Additional pps-gpio

Achim Gratz Stromeko at nexgo.de
Sun Jan 28 17:24:07 UTC 2018


Hal Murray via devel writes:
>> But maybe I don't understand what you're after. 
>
> I'm interested in learning whatever we can about the timing in the kernel PPS 
> area.

Sorry, that's still too vague for me to try to help.  But for the Linux
kernel it all starts and ends here, I think:

https://elixir.free-electrons.com/linux/v4.14.14/source/kernel/time/timekeeping.c

> There is another approach that might be interesting.  Use a loopback on some 
> modem control signals or gpio pins.  Then a test program can grab the time, 
> flap the pin, and grab the time, then read the PPS time.

Yes, you've mentioned that before.  The general problem I see is that
even from within the kernel you'll not figure out where any time that
seems to be missing is spent.  So you're left with the same old problem
that you have to assume how the roundtrip time gets slit into outward
and inward propagation delays.  You'll really want a timestamp for when
that event goes through the loopback (that's correlatable to your
internal clock), but that's not so easy to come by.

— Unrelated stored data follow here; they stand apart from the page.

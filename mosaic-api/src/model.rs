//! ComponentModel - items plus layout and interaction configuration.

use std::fmt;

use indexmap::IndexMap;
use serde::{Deserialize, Serialize};
use serde_json::Value;

use crate::de::{
    default_true, lenient_bool, lenient_bool_or_true, lenient_f32, lenient_opt_string,
    lenient_usize, null_as_default,
};
use crate::error::{ModelError, type_name};
use crate::geometry::{Insets, Size};
use crate::item::Item;

/// Rendering strategy for a component.
///
/// Unknown kind strings decode as [`ComponentKind::List`].
#[derive(Debug, Clone, Copy, PartialEq, Eq, Hash, Default, Serialize, Deserialize)]
#[serde(from = "String", into = "String")]
pub enum ComponentKind {
    #[default]
    List,
    Grid,
    Carousel,
    Row,
}

impl ComponentKind {
    pub fn as_str(&self) -> &'static str {
        match self {
            ComponentKind::List => "list",
            ComponentKind::Grid => "grid",
            ComponentKind::Carousel => "carousel",
            ComponentKind::Row => "row",
        }
    }
}

impl From<String> for ComponentKind {
    fn from(value: String) -> Self {
        match value.trim().to_ascii_lowercase().as_str() {
            "grid" => ComponentKind::Grid,
            "carousel" => ComponentKind::Carousel,
            "row" => ComponentKind::Row,
            _ => ComponentKind::List,
        }
    }
}

impl From<ComponentKind> for String {
    fn from(kind: ComponentKind) -> Self {
        kind.as_str().to_string()
    }
}

impl fmt::Display for ComponentKind {
    fn fmt(&self, f: &mut fmt::Formatter<'_>) -> fmt::Result {
        f.write_str(self.as_str())
    }
}

/// Where a paging carousel draws its page indicator.
#[derive(Debug, Clone, Copy, PartialEq, Eq, Serialize, Deserialize)]
#[serde(rename_all = "kebab-case")]
pub enum PageIndicatorPlacement {
    Below,
    Overlay,
}

#[derive(Debug, Clone, Copy, PartialEq, Eq, Default, Serialize, Deserialize)]
#[serde(rename_all = "kebab-case")]
pub enum ScrollDirection {
    Horizontal,
    #[default]
    Vertical,
}

#[derive(Debug, Clone, Copy, PartialEq, Eq, Default, Serialize, Deserialize)]
#[serde(rename_all = "kebab-case")]
pub enum Paginate {
    #[default]
    Disabled,
    ByPage,
    ByItem,
}

/// Layout configuration.
#[derive(Debug, Clone, PartialEq, Serialize, Deserialize)]
#[serde(rename_all = "kebab-case")]
pub struct LayoutConfig {
    /// Fixed column count for grids/rows, items per screen for carousels.
    /// Zero means "let the content decide".
    #[serde(default, deserialize_with = "lenient_usize")]
    pub span: usize,
    #[serde(default, deserialize_with = "lenient_bool")]
    pub dynamic_span: bool,
    /// Derive height from content instead of `ComponentModel::size`.
    #[serde(default = "default_true", deserialize_with = "lenient_bool_or_true")]
    pub dynamic_height: bool,
    #[serde(default, deserialize_with = "lenient_f32")]
    pub item_spacing: f32,
    #[serde(default, deserialize_with = "lenient_f32")]
    pub line_spacing: f32,
    #[serde(default, deserialize_with = "null_as_default")]
    pub inset: Insets,
    #[serde(default, deserialize_with = "lenient_bool")]
    pub infinite_scrolling: bool,
    #[serde(default, skip_serializing_if = "Option::is_none")]
    pub page_indicator_placement: Option<PageIndicatorPlacement>,
}

impl Default for LayoutConfig {
    fn default() -> Self {
        Self {
            span: 0,
            dynamic_span: false,
            dynamic_height: true,
            item_spacing: 0.0,
            line_spacing: 0.0,
            inset: Insets::ZERO,
            infinite_scrolling: false,
            page_indicator_placement: None,
        }
    }
}

#[derive(Debug, Clone, Copy, PartialEq, Eq, Default, Serialize, Deserialize)]
#[serde(rename_all = "kebab-case")]
pub struct Interaction {
    #[serde(default, deserialize_with = "null_as_default")]
    pub scroll_direction: ScrollDirection,
    #[serde(default, deserialize_with = "null_as_default")]
    pub paginate: Paginate,
}

/// The data description of a component.
#[derive(Debug, Clone, PartialEq, Default, Serialize, Deserialize)]
pub struct ComponentModel {
    #[serde(
        default,
        deserialize_with = "lenient_opt_string",
        skip_serializing_if = "Option::is_none"
    )]
    pub identifier: Option<String>,
    #[serde(default, alias = "type", deserialize_with = "null_as_default")]
    pub kind: ComponentKind,
    #[serde(default, deserialize_with = "null_as_default")]
    pub items: Vec<Item>,
    #[serde(default, skip_serializing_if = "Option::is_none")]
    pub header: Option<Item>,
    #[serde(default, skip_serializing_if = "Option::is_none")]
    pub footer: Option<Item>,
    #[serde(default, deserialize_with = "null_as_default")]
    pub layout: LayoutConfig,
    #[serde(default, deserialize_with = "null_as_default")]
    pub interaction: Interaction,
    /// Authoritative height when `layout.dynamic_height` is off.
    #[serde(default, deserialize_with = "null_as_default")]
    pub size: Size,
    #[serde(
        default,
        deserialize_with = "null_as_default",
        skip_serializing_if = "IndexMap::is_empty"
    )]
    pub meta: IndexMap<String, Value>,
}

impl ComponentModel {
    pub fn new(kind: ComponentKind) -> Self {
        Self {
            kind,
            ..Self::default()
        }
    }

    /// Decode a model from a key-value document. Item indexes are assigned
    /// from document order.
    pub fn from_value(value: &Value) -> Result<Self, ModelError> {
        if !value.is_object() {
            return Err(ModelError::Shape {
                expected: "component",
                found: type_name(value),
            });
        }
        let mut model: ComponentModel = serde_json::from_value(value.clone())?;
        model.refresh_indexes();
        Ok(model)
    }

    pub fn from_json(json: &str) -> Result<Self, ModelError> {
        let value: Value = serde_json::from_str(json)?;
        Self::from_value(&value)
    }

    pub fn with_items(mut self, items: Vec<Item>) -> Self {
        self.items = items;
        self.refresh_indexes();
        self
    }

    pub fn with_layout(mut self, layout: LayoutConfig) -> Self {
        self.layout = layout;
        self
    }

    pub fn with_interaction(mut self, interaction: Interaction) -> Self {
        self.interaction = interaction;
        self
    }

    pub fn with_size(mut self, size: Size) -> Self {
        self.size = size;
        self
    }

    pub fn with_header(mut self, header: Item) -> Self {
        self.header = Some(header);
        self
    }

    pub fn with_footer(mut self, footer: Item) -> Self {
        self.footer = Some(footer);
        self
    }

    /// Item at a position, `None` when out of range.
    pub fn item(&self, index: usize) -> Option<&Item> {
        self.items.get(index)
    }

    pub fn len(&self) -> usize {
        self.items.len()
    }

    pub fn is_empty(&self) -> bool {
        self.items.is_empty()
    }

    /// Assign `index = position` to every item in one pass.
    pub fn refresh_indexes(&mut self) {
        for (position, item) in self.items.iter_mut().enumerate() {
            item.index = position;
        }
    }
}

#[cfg(test)]
mod tests {
    use super::*;
    use serde_json::json;

    #[test]
    fn test_decodes_layout_and_interaction() {
        let model = ComponentModel::from_value(&json!({
            "kind": "carousel",
            "items": [{"title": "a"}, {"title": "b"}],
            "layout": {
                "span": 2,
                "dynamic-height": false,
                "item-spacing": 8,
                "inset": {"top": 10, "bottom": 12},
                "infinite-scrolling": true,
                "page-indicator-placement": "overlay"
            },
            "interaction": {"scroll-direction": "horizontal", "paginate": "by-item"},
            "size": {"height": 180}
        }))
        .unwrap();

        assert_eq!(model.kind, ComponentKind::Carousel);
        assert_eq!(model.layout.span, 2);
        assert!(!model.layout.dynamic_height);
        assert_eq!(model.layout.item_spacing, 8.0);
        assert_eq!(model.layout.inset.vertical(), 22.0);
        assert!(model.layout.infinite_scrolling);
        assert_eq!(
            model.layout.page_indicator_placement,
            Some(PageIndicatorPlacement::Overlay)
        );
        assert_eq!(model.interaction.scroll_direction, ScrollDirection::Horizontal);
        assert_eq!(model.interaction.paginate, Paginate::ByItem);
        assert_eq!(model.size.height, 180.0);
    }

    #[test]
    fn test_defaults_when_document_is_empty() {
        let model = ComponentModel::from_json("{}").unwrap();
        assert_eq!(model.kind, ComponentKind::List);
        assert!(model.layout.dynamic_height);
        assert!(model.items.is_empty());
        assert_eq!(model.interaction, Interaction::default());
    }

    #[test]
    fn test_unknown_kind_falls_back_to_list() {
        let model = ComponentModel::from_value(&json!({"kind": "mosaic"})).unwrap();
        assert_eq!(model.kind, ComponentKind::List);

        let typed = ComponentModel::from_value(&json!({"type": "grid"})).unwrap();
        assert_eq!(typed.kind, ComponentKind::Grid);
    }

    #[test]
    fn test_decoding_assigns_indexes() {
        let model = ComponentModel::from_value(&json!({
            "items": [{"title": "a", "index": 7}, {"title": "b", "index": 7}]
        }))
        .unwrap();
        let indexes: Vec<usize> = model.items.iter().map(|i| i.index).collect();
        assert_eq!(indexes, vec![0, 1]);
    }

    #[test]
    fn test_refresh_indexes_preserves_order() {
        let mut model = ComponentModel::new(ComponentKind::List)
            .with_items(vec![Item::new("a"), Item::new("b"), Item::new("c")]);
        model.items.swap(0, 2);
        model.refresh_indexes();

        let titles: Vec<&str> = model.items.iter().map(|i| i.title.as_str()).collect();
        assert_eq!(titles, vec!["c", "b", "a"]);
        for (position, item) in model.items.iter().enumerate() {
            assert_eq!(item.index, position);
        }
    }

    #[test]
    fn test_nested_children_decode() {
        let model = ComponentModel::from_value(&json!({
            "items": [{
                "title": "outer",
                "children": [{"kind": "carousel", "items": [{"title": "inner"}]}]
            }]
        }))
        .unwrap();
        let outer = model.item(0).unwrap();
        assert!(outer.is_composite());
        assert_eq!(outer.children[0].kind, ComponentKind::Carousel);
        assert_eq!(outer.children[0].items[0].title, "inner");
    }

    #[test]
    fn test_json_round_trip_is_lossless() {
        let model = ComponentModel::new(ComponentKind::Grid)
            .with_items(vec![
                Item::new("a").with_size(Size::new(100.5, 44.25)),
                Item::new("b").with_meta("flag", true),
            ])
            .with_header(Item::new("header"))
            .with_size(Size::new(320.0, 240.0));

        let json = serde_json::to_string(&model).unwrap();
        let decoded = ComponentModel::from_json(&json).unwrap();
        assert_eq!(decoded, model);
    }

    #[test]
    fn test_malformed_document_is_an_error() {
        assert!(ComponentModel::from_json("[]").is_err());
        assert!(ComponentModel::from_json("{\"items\": 3}").is_err());
        assert!(ComponentModel::from_json("not json").is_err());
    }
}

Things get more interesting when you can use hardware timestamping, so
you can cut out the jitter from the kernel.

> Things may get complicated by locks in the kernel.  If they get too ugly, we 
> could use two machines and ping-pong back and forth.  It would take a bit of 
> work to merge the data and correct for the time offset between the two 
> systems.  That would work better with identical systems.

But that offset would be _the_ problem.  I think you'd actually need a
third system as an observer to fully close all the loopholes.  Things
get easier if that observer system is way better than the two others,
but unless you throw real money at it that's not going to happen.

OTOH, some of it already has been done:
http://www4.comp.polyu.edu.hk/~csrchang/Time%20to%20Measure%20the%20Pi.pdf

If you know someone who wants to rid himself of a bunch of reference
OCXO and Rb not via Ebay, let me know.  :-)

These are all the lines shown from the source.